Copy out the entries below exactly as they stand, but only from the line containing "filename src/timeline/mod.rs" through the line containing "pub const fn at(mut".
START Source material
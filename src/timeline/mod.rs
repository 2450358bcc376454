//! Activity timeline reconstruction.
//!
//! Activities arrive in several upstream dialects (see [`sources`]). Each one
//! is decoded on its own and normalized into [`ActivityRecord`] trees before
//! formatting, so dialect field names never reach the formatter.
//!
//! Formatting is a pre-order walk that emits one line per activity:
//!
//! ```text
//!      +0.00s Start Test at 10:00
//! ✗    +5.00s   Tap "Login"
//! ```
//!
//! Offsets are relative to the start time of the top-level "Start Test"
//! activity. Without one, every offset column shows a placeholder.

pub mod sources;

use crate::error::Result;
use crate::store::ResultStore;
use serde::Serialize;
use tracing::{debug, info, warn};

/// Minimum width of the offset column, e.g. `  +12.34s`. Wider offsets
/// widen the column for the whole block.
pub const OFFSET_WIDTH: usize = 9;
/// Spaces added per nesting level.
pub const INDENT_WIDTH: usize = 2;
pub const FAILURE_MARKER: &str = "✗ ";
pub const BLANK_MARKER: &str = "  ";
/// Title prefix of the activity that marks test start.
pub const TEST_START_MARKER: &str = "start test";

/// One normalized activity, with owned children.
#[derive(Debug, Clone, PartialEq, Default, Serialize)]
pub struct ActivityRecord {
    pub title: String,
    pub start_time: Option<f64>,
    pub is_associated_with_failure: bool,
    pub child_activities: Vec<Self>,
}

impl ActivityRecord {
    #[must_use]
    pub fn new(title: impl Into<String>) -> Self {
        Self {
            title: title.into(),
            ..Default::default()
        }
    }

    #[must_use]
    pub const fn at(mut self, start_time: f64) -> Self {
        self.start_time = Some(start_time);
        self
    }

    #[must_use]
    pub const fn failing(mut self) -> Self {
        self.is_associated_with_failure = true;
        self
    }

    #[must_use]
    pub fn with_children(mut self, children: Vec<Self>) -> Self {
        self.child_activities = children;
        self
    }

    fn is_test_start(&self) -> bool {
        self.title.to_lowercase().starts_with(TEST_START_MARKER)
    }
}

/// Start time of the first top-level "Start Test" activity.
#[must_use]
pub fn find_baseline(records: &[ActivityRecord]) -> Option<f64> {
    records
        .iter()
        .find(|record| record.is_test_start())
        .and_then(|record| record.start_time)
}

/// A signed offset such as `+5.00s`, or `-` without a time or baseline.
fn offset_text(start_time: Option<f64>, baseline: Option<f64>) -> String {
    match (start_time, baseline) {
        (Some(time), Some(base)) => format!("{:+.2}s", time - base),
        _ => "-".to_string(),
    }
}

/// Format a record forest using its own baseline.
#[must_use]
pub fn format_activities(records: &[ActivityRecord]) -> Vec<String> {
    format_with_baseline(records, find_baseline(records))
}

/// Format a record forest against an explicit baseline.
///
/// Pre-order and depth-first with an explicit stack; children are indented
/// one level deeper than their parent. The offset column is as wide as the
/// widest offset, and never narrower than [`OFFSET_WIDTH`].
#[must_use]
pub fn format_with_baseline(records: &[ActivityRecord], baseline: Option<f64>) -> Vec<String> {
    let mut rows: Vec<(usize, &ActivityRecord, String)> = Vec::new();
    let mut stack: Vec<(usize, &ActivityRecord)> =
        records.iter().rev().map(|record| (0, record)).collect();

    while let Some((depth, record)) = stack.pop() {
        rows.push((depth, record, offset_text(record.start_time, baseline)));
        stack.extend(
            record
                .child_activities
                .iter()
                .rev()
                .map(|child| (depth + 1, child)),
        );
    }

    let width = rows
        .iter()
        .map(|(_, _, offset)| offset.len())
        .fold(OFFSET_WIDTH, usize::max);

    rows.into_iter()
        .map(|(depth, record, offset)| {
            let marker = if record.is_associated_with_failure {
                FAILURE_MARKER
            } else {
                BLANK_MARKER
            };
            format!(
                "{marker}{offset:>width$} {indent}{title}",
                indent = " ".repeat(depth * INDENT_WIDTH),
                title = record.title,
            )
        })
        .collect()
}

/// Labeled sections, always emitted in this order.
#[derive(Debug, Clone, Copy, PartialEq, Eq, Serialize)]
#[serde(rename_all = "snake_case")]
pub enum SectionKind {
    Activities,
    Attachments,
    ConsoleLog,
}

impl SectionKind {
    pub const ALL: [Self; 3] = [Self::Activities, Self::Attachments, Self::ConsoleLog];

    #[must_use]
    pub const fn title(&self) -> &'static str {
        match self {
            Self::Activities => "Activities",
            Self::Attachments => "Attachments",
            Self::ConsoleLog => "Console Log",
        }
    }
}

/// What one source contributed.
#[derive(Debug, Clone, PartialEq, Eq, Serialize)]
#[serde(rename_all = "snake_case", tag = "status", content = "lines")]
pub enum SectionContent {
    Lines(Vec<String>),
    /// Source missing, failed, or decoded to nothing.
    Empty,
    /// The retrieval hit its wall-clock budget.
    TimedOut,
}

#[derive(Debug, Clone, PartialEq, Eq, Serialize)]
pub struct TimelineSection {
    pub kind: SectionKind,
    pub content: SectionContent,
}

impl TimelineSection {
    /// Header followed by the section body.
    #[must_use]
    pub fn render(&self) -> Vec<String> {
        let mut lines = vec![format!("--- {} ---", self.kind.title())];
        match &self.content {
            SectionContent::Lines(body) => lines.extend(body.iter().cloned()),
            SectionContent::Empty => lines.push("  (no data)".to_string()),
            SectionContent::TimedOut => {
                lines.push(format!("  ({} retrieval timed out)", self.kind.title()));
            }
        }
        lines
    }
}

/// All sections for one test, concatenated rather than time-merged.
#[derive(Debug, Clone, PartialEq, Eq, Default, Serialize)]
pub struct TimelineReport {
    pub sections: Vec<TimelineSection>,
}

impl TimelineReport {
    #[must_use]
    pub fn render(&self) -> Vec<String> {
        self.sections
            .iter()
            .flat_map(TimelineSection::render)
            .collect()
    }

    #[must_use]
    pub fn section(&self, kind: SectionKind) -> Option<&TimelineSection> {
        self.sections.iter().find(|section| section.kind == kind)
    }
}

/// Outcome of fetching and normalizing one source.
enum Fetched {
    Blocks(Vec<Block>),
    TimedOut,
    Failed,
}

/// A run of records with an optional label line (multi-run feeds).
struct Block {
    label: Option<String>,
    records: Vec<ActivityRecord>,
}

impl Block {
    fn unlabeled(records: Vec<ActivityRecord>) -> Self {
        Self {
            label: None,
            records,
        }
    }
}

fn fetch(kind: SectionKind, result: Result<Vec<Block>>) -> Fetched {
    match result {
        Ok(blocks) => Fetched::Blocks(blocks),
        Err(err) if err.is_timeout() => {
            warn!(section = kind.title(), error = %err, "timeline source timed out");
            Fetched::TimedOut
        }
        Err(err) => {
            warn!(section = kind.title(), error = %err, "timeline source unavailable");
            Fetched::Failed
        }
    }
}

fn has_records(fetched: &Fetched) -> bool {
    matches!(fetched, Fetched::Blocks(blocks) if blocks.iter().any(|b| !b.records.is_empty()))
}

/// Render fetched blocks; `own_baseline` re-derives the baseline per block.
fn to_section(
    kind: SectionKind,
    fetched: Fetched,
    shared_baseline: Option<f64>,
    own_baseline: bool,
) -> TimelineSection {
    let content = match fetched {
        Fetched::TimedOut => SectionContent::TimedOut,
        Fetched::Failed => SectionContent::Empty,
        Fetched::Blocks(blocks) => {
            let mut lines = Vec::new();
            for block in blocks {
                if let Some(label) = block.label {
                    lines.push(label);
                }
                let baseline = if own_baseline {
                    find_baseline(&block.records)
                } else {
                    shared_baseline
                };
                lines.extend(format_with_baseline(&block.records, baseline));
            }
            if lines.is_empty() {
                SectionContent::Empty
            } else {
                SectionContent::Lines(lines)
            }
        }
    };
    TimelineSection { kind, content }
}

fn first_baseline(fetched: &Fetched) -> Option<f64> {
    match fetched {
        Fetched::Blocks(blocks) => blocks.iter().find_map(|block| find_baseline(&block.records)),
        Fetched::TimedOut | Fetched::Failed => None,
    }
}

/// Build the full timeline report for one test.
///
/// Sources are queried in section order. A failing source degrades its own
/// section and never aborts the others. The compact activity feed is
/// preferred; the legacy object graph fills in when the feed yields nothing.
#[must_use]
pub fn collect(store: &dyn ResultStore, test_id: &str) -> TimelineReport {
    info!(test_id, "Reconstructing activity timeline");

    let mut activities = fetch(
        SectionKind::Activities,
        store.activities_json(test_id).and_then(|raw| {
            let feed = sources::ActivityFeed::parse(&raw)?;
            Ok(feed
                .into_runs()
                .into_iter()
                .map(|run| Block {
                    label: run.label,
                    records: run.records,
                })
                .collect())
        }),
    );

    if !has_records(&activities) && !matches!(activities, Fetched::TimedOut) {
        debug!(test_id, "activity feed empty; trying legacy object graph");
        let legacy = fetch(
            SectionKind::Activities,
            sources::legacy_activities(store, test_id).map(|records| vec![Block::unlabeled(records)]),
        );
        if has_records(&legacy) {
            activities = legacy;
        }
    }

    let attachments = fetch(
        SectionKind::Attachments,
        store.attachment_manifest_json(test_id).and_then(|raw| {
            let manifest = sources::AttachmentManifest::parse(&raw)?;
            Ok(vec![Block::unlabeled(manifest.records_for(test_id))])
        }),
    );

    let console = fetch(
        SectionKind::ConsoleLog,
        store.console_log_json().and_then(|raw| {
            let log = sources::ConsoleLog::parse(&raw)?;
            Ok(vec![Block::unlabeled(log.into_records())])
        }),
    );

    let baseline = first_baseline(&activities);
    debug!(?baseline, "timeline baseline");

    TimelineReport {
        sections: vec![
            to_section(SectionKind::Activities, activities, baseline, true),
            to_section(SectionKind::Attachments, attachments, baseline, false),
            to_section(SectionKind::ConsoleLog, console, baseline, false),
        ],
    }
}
END Source material
START Source material
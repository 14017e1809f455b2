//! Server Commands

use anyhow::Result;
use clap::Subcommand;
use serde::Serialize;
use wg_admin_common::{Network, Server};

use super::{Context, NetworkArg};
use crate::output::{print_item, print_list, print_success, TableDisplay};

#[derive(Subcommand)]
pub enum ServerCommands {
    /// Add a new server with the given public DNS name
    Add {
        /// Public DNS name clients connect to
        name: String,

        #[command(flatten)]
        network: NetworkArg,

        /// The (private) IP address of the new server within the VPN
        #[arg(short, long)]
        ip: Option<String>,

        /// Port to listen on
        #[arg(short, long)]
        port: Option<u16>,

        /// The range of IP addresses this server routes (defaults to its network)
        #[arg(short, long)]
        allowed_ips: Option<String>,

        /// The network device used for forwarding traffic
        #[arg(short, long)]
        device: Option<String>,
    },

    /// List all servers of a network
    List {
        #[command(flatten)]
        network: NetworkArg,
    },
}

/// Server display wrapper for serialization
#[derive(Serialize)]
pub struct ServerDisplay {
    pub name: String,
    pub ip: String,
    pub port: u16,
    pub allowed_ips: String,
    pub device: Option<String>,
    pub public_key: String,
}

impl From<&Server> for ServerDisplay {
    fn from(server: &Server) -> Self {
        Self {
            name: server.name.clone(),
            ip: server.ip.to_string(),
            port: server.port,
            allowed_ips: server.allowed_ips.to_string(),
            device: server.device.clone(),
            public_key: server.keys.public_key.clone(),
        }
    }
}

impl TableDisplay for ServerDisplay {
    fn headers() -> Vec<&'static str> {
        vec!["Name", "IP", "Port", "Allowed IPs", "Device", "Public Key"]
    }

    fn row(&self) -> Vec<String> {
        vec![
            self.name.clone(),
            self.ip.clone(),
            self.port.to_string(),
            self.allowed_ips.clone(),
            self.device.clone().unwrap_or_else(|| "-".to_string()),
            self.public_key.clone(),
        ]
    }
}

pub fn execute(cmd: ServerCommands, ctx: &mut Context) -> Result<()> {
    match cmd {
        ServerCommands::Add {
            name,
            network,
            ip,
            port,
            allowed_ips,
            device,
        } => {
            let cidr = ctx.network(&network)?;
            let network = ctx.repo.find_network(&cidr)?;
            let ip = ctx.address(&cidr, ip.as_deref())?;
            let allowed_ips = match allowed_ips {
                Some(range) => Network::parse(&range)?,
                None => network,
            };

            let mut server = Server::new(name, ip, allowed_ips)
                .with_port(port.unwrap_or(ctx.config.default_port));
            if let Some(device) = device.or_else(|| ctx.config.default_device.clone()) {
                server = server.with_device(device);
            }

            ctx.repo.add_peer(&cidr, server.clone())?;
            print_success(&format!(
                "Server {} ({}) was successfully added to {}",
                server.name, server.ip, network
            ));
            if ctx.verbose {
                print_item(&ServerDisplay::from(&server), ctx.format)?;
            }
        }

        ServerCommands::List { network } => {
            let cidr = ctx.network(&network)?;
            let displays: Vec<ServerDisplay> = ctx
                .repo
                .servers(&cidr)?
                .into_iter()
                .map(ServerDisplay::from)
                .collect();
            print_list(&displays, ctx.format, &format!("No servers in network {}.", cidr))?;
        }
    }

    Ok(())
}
END Source material
* Problem solution *
filename src/timeline/mod.rs
repository 2450358bcc376454
//! Activity timeline reconstruction.
//!
//! Activities arrive in several upstream dialects (see [`sources`]). Each one
//! is decoded on its own and normalized into [`ActivityRecord`] trees before
//! formatting, so dialect field names never reach the formatter.
//!
//! Formatting is a pre-order walk that emits one line per activity:
//!
//! ```text
//!      +0.00s Start Test at 10:00
//! ✗    +5.00s   Tap "Login"
//! ```
//!
//! Offsets are relative to the start time of the top-level "Start Test"
//! activity. Without one, every offset column shows a placeholder.

pub mod sources;

use crate::error::Result;
use crate::store::ResultStore;
use serde::Serialize;
use tracing::{debug, info, warn};

/// Minimum width of the offset column, e.g. `  +12.34s`. Wider offsets
/// widen the column for the whole block.
pub const OFFSET_WIDTH: usize = 9;
/// Spaces added per nesting level.
pub const INDENT_WIDTH: usize = 2;
pub const FAILURE_MARKER: &str = "✗ ";
pub const BLANK_MARKER: &str = "  ";
/// Title prefix of the activity that marks test start.
pub const TEST_START_MARKER: &str = "start test";

/// One normalized activity, with owned children.
#[derive(Debug, Clone, PartialEq, Default, Serialize)]
pub struct ActivityRecord {
    pub title: String,
    pub start_time: Option<f64>,
    pub is_associated_with_failure: bool,
    pub child_activities: Vec<Self>,
}

impl ActivityRecord {
    #[must_use]
    pub fn new(title: impl Into<String>) -> Self {
        Self {
            title: title.into(),
            ..Default::default()
        }
    }

    #[must_use]
    pub const fn at(mut self, start_time: f64) -> Self {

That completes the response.